Enfin le porte-drapeau eut recours à un procédé très en usage parmi les boors de l'Afrique australe: le piège à détente. Ce mécanisme consiste invariablement dans un fusil dont la détente est mise en mouvement par une corde; mais il y a différentes manières de l'établir. En général, on attache l'appât à la corde: en voulant s'en emparer, l'animal tend cette corde et fait partir le coup. Malheureusement il n'arrive pas toujours qu'il soit placé en face du canon, et tantôt il n'est que légèrement blessé, tantôt il n'est pas même atteint.
Le piège à détente adopté dans le sud de l'Afrique est mieux combiné, et ses résultats sont plus certains. Il est rare que l'animal assez imprudent pour tirer la détente ne soit pas tué sur place, ou tellement maltraité qu'il va mourir à quelques pas plus loin.
Ce fut ce dernier mode que choisit Von Bloom.
Il avait remarqué près du camp trois jeunes arbres placés sur la même ligne, à environ trois pieds de distance les uns des autres.
Ces trois jeunes arbres faisaient son affaire. S'il ne les eût pas découverts, il aurait été obligé de planter solidement en terre trois pieux qui auraient également bien rempli ses intentions.

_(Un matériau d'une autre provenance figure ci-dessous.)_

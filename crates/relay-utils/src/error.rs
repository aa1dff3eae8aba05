//! Error types for relay
//!
//! Every error surfaced to an operator implements [`UserFriendlyError`], which adds
//! context and suggested actions on top of the `Display` message.

use std::fmt;
use std::time::Duration;
use thiserror::Error;

use crate::types::ErrorKind;

/// Trait for providing user-friendly error reporting with context and suggestions
pub trait UserFriendlyError {
    /// Get a user-friendly error message
    fn user_message(&self) -> String;

    /// Get contextual information about the error
    fn context(&self) -> Option<String>;

    /// Get suggested actions to resolve the error
    fn suggestions(&self) -> Vec<String>;

    /// Get the error category for grouping similar errors
    fn category(&self) -> ErrorCategory;

    /// Message, context and suggestions formatted for a terminal
    fn display_for_user(&self) -> String {
        let mut output = format!("Error: {}\n", self.user_message());

        if let Some(ctx) = self.context() {
            output.push_str(&format!("\nContext: {ctx}\n"));
        }

        let suggestions = self.suggestions();
        if !suggestions.is_empty() {
            output.push_str("\nSuggestions:\n");
            for suggestion in suggestions {
                output.push_str(&format!("  • {suggestion}\n"));
            }
        }

        output
    }
}

/// Categories of errors for better organization and handling
#[derive(Debug, Clone, PartialEq, Eq)]
pub enum ErrorCategory {
    Configuration,
    ProviderIntegration,
    ResponseValidation,
    ResourceLimits,
    Concurrency,
}

impl fmt::Display for ErrorCategory {
    fn fmt(&self, f: &mut fmt::Formatter<'_>) -> fmt::Result {
        match self {
            Self::Configuration => write!(f, "Configuration"),
            Self::ProviderIntegration => write!(f, "Provider Integration"),
            Self::ResponseValidation => write!(f, "Response Validation"),
            Self::ResourceLimits => write!(f, "Resource Limits"),
            Self::Concurrency => write!(f, "Concurrency"),
        }
    }
}

/// Configuration-related errors
#[derive(Error, Debug)]
pub enum ConfigError {
    #[error("Invalid configuration file: {0}")]
    InvalidFile(String),

    #[error("Missing required configuration: {0}")]
    MissingRequired(String),

    #[error("Invalid configuration value for {key}: {value}")]
    InvalidValue { key: String, value: String },

    #[error("Configuration file not found at {path}")]
    NotFound { path: String },
}

impl UserFriendlyError for ConfigError {
    fn user_message(&self) -> String {
        match self {
            Self::InvalidFile(reason) => {
                format!("Configuration file has invalid format: {reason}")
            }
            Self::MissingRequired(key) => {
                format!("Required configuration '{key}' is missing")
            }
            Self::InvalidValue { key, value } => {
                format!("Configuration '{key}' has invalid value: {value}")
            }
            Self::NotFound { path } => {
                format!("Configuration file not found: {path}")
            }
        }
    }

    fn context(&self) -> Option<String> {
        match self {
            Self::InvalidFile(_) => Some(
                "Configuration files must be valid TOML with [orchestrator], [health], \
                 [telemetry], [prompts] and [providers.<id>] sections."
                    .to_string(),
            ),
            Self::MissingRequired(_) => {
                Some("Some settings have no default and must be configured.".to_string())
            }
            Self::InvalidValue { .. } => {
                Some("The value is outside the accepted range for this setting.".to_string())
            }
            Self::NotFound { .. } => Some(
                "An explicit --config path or RELAY_CONFIG was given but does not exist."
                    .to_string(),
            ),
        }
    }

    fn suggestions(&self) -> Vec<String> {
        match self {
            Self::InvalidFile(_) => vec![
                "Check the TOML syntax of .relay/config.toml".to_string(),
                "Run 'relay config' to see the effective configuration".to_string(),
            ],
            Self::MissingRequired(key) => vec![format!("Add '{key}' to .relay/config.toml")],
            Self::InvalidValue { key, .. } => vec![
                format!("Fix the value of '{key}'"),
                "Remove the setting to fall back to the built-in default".to_string(),
            ],
            Self::NotFound { .. } => vec![
                "Check the path passed with --config".to_string(),
                "Unset RELAY_CONFIG to use upward discovery of .relay/config.toml".to_string(),
            ],
        }
    }

    fn category(&self) -> ErrorCategory {
        ErrorCategory::Configuration
    }
}

/// Failure of a single provider call.
///
/// Adapters return these; the orchestrator records them and never surfaces them to
/// the caller individually.
#[derive(Error, Debug, Clone, PartialEq, Eq)]
pub enum LlmError {
    /// The call did not complete within the per-provider timeout
    #[error("Timeout after {duration:?}")]
    Timeout { duration: Duration },

    /// Provider authentication failure (401, 403)
    #[error("Provider authentication error: {0}")]
    Unauthorized(String),

    /// Provider rate limit exceeded (429)
    #[error("Provider rate limit exceeded: {0}")]
    RateLimited(String),

    /// Configured model does not exist on the provider (404)
    #[error("Model not found: {0}")]
    ModelNotFound(String),

    /// The provider answered but the envelope could not be understood
    #[error("Malformed provider response: {0}")]
    MalformedResponse(String),

    /// Provider outage (5xx) or transport failure
    #[error("Provider internal error: {0}")]
    Internal(String),

    /// The call was abandoned because another hedge candidate already won
    #[error("Call cancelled")]
    Cancelled,

    /// The adapter could not be constructed from configuration
    #[error("Misconfiguration: {0}")]
    Misconfiguration(String),
}

impl LlmError {
    /// Machine-readable kind for telemetry and reports
    #[must_use]
    pub const fn kind(&self) -> ErrorKind {
        match self {
            Self::Timeout { .. } => ErrorKind::Timeout,
            Self::Unauthorized(_) => ErrorKind::Unauthorized,
            Self::RateLimited(_) => ErrorKind::RateLimited,
            Self::ModelNotFound(_) => ErrorKind::ModelNotFound,
            Self::MalformedResponse(_) => ErrorKind::MalformedResponse,
            Self::Internal(_) | Self::Misconfiguration(_) => ErrorKind::Internal,
            Self::Cancelled => ErrorKind::Cancelled,
        }
    }
}

impl UserFriendlyError for LlmError {
    fn user_message(&self) -> String {
        match self {
            Self::Timeout { duration } => format!("Provider call timed out after {duration:?}"),
            Self::Unauthorized(msg) => format!("Provider authentication failed: {msg}"),
            Self::RateLimited(msg) => format!("Provider rate limit exceeded: {msg}"),
            Self::ModelNotFound(msg) => format!("Provider model not found: {msg}"),
            Self::MalformedResponse(msg) => format!("Provider returned a malformed response: {msg}"),
            Self::Internal(msg) => format!("Provider failure: {msg}"),
            Self::Cancelled => "Provider call was cancelled".to_string(),
            Self::Misconfiguration(msg) => format!("Provider configuration error: {msg}"),
        }
    }

    fn context(&self) -> Option<String> {
        match self {
            Self::Timeout { .. } => Some(
                "Each provider has its own call timeout ([providers.<id>] timeout_secs)."
                    .to_string(),
            ),
            Self::Unauthorized(_) => Some(
                "Authentication errors indicate missing or invalid API keys.".to_string(),
            ),
            Self::RateLimited(_) => Some(
                "Rate limits are enforced by the provider and usually reset within minutes."
                    .to_string(),
            ),
            Self::ModelNotFound(_) => Some(
                "The configured model name is not served by this provider.".to_string(),
            ),
            Self::MalformedResponse(_) => None,
            Self::Internal(_) => {
                Some("Provider outages are usually temporary service disruptions.".to_string())
            }
            Self::Cancelled => None,
            Self::Misconfiguration(_) => Some(
                "Configuration errors indicate missing or invalid provider settings."
                    .to_string(),
            ),
        }
    }

    fn suggestions(&self) -> Vec<String> {
        match self {
            Self::Timeout { .. } => vec![
                "Increase timeout_secs for the provider".to_string(),
                "Check network connectivity to the provider".to_string(),
            ],
            Self::Unauthorized(_) => vec![
                "Check that the provider's api_key_env variable is set".to_string(),
                "Verify the API key is valid and not expired".to_string(),
            ],
            Self::RateLimited(_) | Self::Internal(_) => vec![
                "Wait a few minutes and try again".to_string(),
                "Configure additional providers so relay can fail over".to_string(),
            ],
            Self::ModelNotFound(_) => {
                vec!["Check the model name in [providers.<id>] model".to_string()]
            }
            Self::MalformedResponse(_) | Self::Cancelled => Vec::new(),
            Self::Misconfiguration(_) => vec![
                "Check the provider configuration in .relay/config.toml".to_string(),
            ],
        }
    }

    fn category(&self) -> ErrorCategory {
        match self {
            Self::Unauthorized(_) | Self::Misconfiguration(_) | Self::ModelNotFound(_) => {
                ErrorCategory::Configuration
            }
            Self::RateLimited(_) | Self::Timeout { .. } => ErrorCategory::ResourceLimits,
            Self::MalformedResponse(_) => ErrorCategory::ResponseValidation,
            Self::Cancelled => ErrorCategory::Concurrency,
            Self::Internal(_) => ErrorCategory::ProviderIntegration,
        }
    }
}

On coupa ensuite des broussailles épineuses, et l'on en construisit un kraal à la manière ordinaire, c'est-à-dire la cime des buissons tournée en dehors. La grandeur de l'enceinte étant sans importance, on ne se donna pas la peine d'y enfermer un vaste espace de terrain.
L'entrée fut placée entre deux des trois arbres, dont le troisième fut laissé en dehors. Tout animal qui voulait pénétrer dans l'enclos devait nécessairement prendre cette voie.
Il s'agissait de régler la position du fusil.
La crosse fut attachée solidement à l'arbre qu'on avait laissé en dehors de l'enceinte, et le canon assujetti contre celui des deux autres arbres qui en était le plus voisin.